§ **To do**
Find every line in the records that holds the string "Idle". Copy each one.
-=-=-=-=-
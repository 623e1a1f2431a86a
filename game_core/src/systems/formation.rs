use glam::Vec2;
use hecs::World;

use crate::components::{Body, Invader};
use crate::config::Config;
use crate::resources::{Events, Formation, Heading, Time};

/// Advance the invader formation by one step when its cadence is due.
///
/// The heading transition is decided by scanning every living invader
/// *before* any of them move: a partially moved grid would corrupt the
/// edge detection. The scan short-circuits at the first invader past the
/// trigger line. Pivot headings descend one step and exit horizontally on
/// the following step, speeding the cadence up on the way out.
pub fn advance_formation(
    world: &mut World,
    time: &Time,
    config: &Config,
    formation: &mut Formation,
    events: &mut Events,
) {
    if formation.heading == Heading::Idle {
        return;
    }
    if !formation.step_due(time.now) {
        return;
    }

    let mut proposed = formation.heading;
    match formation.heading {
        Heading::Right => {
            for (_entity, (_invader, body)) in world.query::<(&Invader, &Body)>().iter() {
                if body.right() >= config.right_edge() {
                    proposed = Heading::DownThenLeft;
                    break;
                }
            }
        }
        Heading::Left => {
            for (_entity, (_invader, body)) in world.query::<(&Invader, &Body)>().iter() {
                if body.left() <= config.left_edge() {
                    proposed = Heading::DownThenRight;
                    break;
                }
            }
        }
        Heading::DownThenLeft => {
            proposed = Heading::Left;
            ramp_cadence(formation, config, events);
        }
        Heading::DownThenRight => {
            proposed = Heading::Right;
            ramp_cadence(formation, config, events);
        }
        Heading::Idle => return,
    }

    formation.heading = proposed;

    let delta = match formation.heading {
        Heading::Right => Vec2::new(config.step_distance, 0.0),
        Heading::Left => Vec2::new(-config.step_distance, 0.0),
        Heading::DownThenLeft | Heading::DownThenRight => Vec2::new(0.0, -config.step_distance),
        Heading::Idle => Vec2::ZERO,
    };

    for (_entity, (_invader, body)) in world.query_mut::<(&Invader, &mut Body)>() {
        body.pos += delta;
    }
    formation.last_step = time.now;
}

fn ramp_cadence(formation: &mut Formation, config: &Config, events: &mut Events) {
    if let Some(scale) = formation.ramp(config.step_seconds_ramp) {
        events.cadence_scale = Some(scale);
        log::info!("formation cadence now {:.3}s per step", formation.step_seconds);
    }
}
-=-=-=-=-
§ **Answer to this exercise**
    if formation.heading == Heading::Idle {
        Heading::Idle => return,
        Heading::Idle => Vec2::ZERO,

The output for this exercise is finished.